AIM OF THE EXERCISE:
From the records, pick out and copy each line containing "Output".

SUPPLIED MATERIAL Block Start

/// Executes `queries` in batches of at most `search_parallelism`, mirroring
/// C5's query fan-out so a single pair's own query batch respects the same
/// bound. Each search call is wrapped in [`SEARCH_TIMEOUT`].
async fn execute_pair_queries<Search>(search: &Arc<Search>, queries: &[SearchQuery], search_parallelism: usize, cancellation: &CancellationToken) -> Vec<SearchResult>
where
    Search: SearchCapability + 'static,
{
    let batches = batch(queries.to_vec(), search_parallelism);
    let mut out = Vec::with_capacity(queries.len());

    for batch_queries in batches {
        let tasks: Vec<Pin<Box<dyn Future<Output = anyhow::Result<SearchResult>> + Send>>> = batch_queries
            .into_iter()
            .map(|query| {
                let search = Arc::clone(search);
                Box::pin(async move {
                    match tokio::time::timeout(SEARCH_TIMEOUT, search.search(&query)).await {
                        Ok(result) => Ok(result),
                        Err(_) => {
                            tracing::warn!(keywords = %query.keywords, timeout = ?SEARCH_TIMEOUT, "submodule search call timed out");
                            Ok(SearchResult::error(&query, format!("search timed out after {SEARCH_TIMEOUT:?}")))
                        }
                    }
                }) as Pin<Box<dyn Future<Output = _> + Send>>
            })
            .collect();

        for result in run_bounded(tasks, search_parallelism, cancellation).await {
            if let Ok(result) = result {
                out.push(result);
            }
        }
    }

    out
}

SUPPLIED MATERIAL Block End
SUPPLIED MATERIAL Block Start

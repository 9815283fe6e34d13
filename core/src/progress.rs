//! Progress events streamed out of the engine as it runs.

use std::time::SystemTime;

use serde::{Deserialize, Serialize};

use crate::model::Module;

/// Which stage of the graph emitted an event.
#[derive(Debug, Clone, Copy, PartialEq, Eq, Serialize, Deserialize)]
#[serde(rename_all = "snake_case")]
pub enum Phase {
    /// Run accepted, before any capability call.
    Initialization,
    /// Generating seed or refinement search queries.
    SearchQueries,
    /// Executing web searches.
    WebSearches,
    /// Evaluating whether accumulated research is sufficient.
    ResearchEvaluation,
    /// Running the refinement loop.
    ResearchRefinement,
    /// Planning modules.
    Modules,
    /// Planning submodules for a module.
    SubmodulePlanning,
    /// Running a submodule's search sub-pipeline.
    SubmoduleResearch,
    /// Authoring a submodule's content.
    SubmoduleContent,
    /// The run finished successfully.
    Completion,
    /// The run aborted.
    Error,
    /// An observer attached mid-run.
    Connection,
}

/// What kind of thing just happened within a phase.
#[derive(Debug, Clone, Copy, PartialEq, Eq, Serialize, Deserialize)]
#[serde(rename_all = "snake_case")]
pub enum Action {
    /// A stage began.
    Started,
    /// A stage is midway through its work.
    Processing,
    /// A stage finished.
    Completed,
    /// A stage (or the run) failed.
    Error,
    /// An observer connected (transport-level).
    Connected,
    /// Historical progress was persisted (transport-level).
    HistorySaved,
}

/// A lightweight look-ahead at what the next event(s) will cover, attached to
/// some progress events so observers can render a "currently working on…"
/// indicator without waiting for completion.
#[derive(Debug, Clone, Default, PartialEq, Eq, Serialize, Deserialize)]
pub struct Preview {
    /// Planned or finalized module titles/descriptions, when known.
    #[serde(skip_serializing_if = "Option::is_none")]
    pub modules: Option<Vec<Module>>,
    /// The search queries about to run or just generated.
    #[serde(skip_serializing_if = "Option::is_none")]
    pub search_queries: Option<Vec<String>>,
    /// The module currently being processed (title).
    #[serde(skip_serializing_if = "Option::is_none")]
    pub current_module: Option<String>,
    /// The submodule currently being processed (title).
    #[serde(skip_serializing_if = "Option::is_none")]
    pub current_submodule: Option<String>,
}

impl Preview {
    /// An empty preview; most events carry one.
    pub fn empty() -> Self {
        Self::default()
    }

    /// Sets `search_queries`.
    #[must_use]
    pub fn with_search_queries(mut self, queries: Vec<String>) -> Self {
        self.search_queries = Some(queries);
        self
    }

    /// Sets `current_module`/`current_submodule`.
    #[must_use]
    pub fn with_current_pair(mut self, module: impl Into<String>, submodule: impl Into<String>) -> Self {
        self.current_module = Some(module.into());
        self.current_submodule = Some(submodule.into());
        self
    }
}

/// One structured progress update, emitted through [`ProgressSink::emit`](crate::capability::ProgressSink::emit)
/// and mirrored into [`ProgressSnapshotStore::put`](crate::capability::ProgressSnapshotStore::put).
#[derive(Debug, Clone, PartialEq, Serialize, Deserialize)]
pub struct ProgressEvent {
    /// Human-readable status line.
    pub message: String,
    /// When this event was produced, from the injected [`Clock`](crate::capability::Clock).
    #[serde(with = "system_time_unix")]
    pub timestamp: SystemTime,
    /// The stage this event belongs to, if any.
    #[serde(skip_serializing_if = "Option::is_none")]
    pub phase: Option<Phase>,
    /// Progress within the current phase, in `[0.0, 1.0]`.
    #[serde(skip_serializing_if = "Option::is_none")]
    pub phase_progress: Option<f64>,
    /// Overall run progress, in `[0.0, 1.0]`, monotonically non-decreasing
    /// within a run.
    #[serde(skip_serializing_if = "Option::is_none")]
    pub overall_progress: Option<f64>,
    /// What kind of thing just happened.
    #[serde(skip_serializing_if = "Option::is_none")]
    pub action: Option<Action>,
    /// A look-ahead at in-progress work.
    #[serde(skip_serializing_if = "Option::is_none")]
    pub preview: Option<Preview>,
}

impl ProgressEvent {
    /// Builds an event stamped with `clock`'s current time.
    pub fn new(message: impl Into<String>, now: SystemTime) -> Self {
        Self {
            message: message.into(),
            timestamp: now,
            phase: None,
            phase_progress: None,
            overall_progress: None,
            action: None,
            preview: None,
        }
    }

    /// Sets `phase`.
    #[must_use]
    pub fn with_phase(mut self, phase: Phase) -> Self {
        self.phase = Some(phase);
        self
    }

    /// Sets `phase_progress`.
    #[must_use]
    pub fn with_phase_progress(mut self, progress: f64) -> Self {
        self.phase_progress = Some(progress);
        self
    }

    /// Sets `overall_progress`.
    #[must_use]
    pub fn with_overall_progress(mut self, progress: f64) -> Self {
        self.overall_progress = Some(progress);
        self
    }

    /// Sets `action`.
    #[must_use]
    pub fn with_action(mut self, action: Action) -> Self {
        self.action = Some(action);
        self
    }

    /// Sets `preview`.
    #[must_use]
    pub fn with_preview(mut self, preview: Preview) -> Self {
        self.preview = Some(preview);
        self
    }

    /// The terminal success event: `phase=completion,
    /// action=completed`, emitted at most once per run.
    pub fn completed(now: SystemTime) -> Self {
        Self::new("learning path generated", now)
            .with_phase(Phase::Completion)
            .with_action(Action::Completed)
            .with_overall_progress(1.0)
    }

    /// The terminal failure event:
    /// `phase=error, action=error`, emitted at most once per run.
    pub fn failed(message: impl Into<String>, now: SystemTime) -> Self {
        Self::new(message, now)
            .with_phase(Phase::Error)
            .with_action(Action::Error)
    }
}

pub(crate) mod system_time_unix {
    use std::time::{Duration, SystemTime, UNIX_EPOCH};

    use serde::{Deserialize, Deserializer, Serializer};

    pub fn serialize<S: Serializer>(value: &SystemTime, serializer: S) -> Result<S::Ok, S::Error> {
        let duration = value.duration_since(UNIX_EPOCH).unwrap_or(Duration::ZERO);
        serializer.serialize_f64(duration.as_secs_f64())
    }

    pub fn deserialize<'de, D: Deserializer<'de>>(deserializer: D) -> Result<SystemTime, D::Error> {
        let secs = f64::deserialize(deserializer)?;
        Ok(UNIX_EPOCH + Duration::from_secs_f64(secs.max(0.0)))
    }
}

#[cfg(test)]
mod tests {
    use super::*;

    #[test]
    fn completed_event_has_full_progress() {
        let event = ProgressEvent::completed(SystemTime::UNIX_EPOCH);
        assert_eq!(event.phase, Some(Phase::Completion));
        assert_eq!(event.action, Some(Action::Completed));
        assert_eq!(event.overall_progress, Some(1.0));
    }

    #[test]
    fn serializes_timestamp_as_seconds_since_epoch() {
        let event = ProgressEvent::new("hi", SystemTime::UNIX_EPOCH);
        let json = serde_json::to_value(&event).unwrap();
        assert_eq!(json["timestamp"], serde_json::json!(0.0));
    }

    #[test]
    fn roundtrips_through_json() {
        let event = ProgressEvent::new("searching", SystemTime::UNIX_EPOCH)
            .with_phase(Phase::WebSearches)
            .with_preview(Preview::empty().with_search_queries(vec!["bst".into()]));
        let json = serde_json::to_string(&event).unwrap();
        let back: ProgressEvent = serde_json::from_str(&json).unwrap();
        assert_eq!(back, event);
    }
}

SUPPLIED MATERIAL Block End
SUPPLIED MATERIAL Block Start

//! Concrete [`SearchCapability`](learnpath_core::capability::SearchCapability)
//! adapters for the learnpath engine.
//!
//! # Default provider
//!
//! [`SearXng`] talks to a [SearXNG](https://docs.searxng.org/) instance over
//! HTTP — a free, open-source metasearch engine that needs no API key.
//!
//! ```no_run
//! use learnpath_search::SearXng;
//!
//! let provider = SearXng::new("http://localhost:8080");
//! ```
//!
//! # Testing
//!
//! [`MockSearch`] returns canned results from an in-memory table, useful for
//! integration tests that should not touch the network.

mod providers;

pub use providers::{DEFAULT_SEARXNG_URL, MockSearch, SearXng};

SUPPLIED MATERIAL Block End

TASK SOLUTION:
        let tasks: Vec<Pin<Box<dyn Future<Output = anyhow::Result<SearchResult>> + Send>>> = batch_queries
                }) as Pin<Box<dyn Future<Output = _> + Send>>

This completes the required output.